Work instructions ->
Could you please repeat the data below word for word?

Stored records:
====

//! Shared-secret authentication for inbound callbacks
//!
//! Callers present the secret either in `X-API-KEY` or as
//! `Authorization: Bearer <secret>`. The check is stateless.

use axum::http::HeaderMap;
use std::sync::Arc;
use subtle::ConstantTimeEq;

use crate::error::ApiError;

/// Dedicated API key header
pub const API_KEY_HEADER: &str = "x-api-key";

/// Used only when no secret is configured. Not suitable for production.
pub const INSECURE_DEFAULT_KEY: &str = "relay-insecure-default-key";

#[derive(Debug, Clone, Copy, PartialEq, Eq)]
pub enum GuardDecision {
    Allow,
    Reject,
}

/// The presented credential, preferring `X-API-KEY` over `Authorization`.
///
/// A leading `Bearer ` is stripped from whichever header is used.
pub fn extract_credential(headers: &HeaderMap) -> Option<&str> {
    let raw = [API_KEY_HEADER, "authorization"]
        .into_iter()
        .filter_map(|name| headers.get(name).and_then(|v| v.to_str().ok()))
        .find(|v| !v.is_empty())?;

    Some(raw.strip_prefix("Bearer ").unwrap_or(raw))
}

/// Compare the presented credential with `expected`, byte for byte.
pub fn validate(headers: &HeaderMap, expected: &str) -> GuardDecision {
    match extract_credential(headers) {
        Some(provided) if bool::from(provided.as_bytes().ct_eq(expected.as_bytes())) => {
            GuardDecision::Allow
        }
        _ => GuardDecision::Reject,
    }
}

/// Holds the configured secret
#[derive(Clone)]
pub struct ApiKeyGuard {
    expected: Arc<str>,
}

impl ApiKeyGuard {
    pub fn new(secret: &str) -> Self {
        Self {
            expected: Arc::from(secret),
        }
    }

    pub fn validate(&self, headers: &HeaderMap) -> GuardDecision {
        validate(headers, &self.expected)
    }

    /// `Ok` when the request may proceed, `Forbidden` otherwise
    pub fn check(&self, headers: &HeaderMap) -> Result<(), ApiError> {
        match self.validate(headers) {
            GuardDecision::Allow => Ok(()),
            GuardDecision::Reject => Err(ApiError::Forbidden("Invalid API Key".to_string())),
        }
    }
}

impl std::fmt::Debug for ApiKeyGuard {
    fn fmt(&self, f: &mut std::fmt::Formatter<'_>) -> std::fmt::Result {
        f.debug_struct("ApiKeyGuard")
            .field("expected", &"<redacted>")
            .finish()
    }
}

====

Output for this exercise ->
//! Shared-secret authentication for inbound callbacks
//!
//! Callers present the secret either in `X-API-KEY` or as
//! `Authorization: Bearer <secret>`. The check is stateless.

use axum::http::HeaderMap;
use std::sync::Arc;
use subtle::ConstantTimeEq;

use crate::error::ApiError;

/// Dedicated API key header
pub const API_KEY_HEADER: &str = "x-api-key";

/// Used only when no secret is configured. Not suitable for production.
pub const INSECURE_DEFAULT_KEY: &str = "relay-insecure-default-key";

#[derive(Debug, Clone, Copy, PartialEq, Eq)]
pub enum GuardDecision {
    Allow,
    Reject,
}

/// The presented credential, preferring `X-API-KEY` over `Authorization`.
///
/// A leading `Bearer ` is stripped from whichever header is used.
pub fn extract_credential(headers: &HeaderMap) -> Option<&str> {
    let raw = [API_KEY_HEADER, "authorization"]
        .into_iter()
        .filter_map(|name| headers.get(name).and_then(|v| v.to_str().ok()))
        .find(|v| !v.is_empty())?;

    Some(raw.strip_prefix("Bearer ").unwrap_or(raw))
}

/// Compare the presented credential with `expected`, byte for byte.
pub fn validate(headers: &HeaderMap, expected: &str) -> GuardDecision {
    match extract_credential(headers) {
        Some(provided) if bool::from(provided.as_bytes().ct_eq(expected.as_bytes())) => {
            GuardDecision::Allow
        }
        _ => GuardDecision::Reject,
    }
}

/// Holds the configured secret
#[derive(Clone)]
pub struct ApiKeyGuard {
    expected: Arc<str>,
}

impl ApiKeyGuard {
    pub fn new(secret: &str) -> Self {
        Self {
            expected: Arc::from(secret),
        }
    }

    pub fn validate(&self, headers: &HeaderMap) -> GuardDecision {
        validate(headers, &self.expected)
    }

    /// `Ok` when the request may proceed, `Forbidden` otherwise
    pub fn check(&self, headers: &HeaderMap) -> Result<(), ApiError> {
        match self.validate(headers) {
            GuardDecision::Allow => Ok(()),
            GuardDecision::Reject => Err(ApiError::Forbidden("Invalid API Key".to_string())),
        }
    }
}

impl std::fmt::Debug for ApiKeyGuard {
    fn fmt(&self, f: &mut std::fmt::Formatter<'_>) -> std::fmt::Result {
        f.debug_struct("ApiKeyGuard")
            .field("expected", &"<redacted>")
            .finish()
    }
}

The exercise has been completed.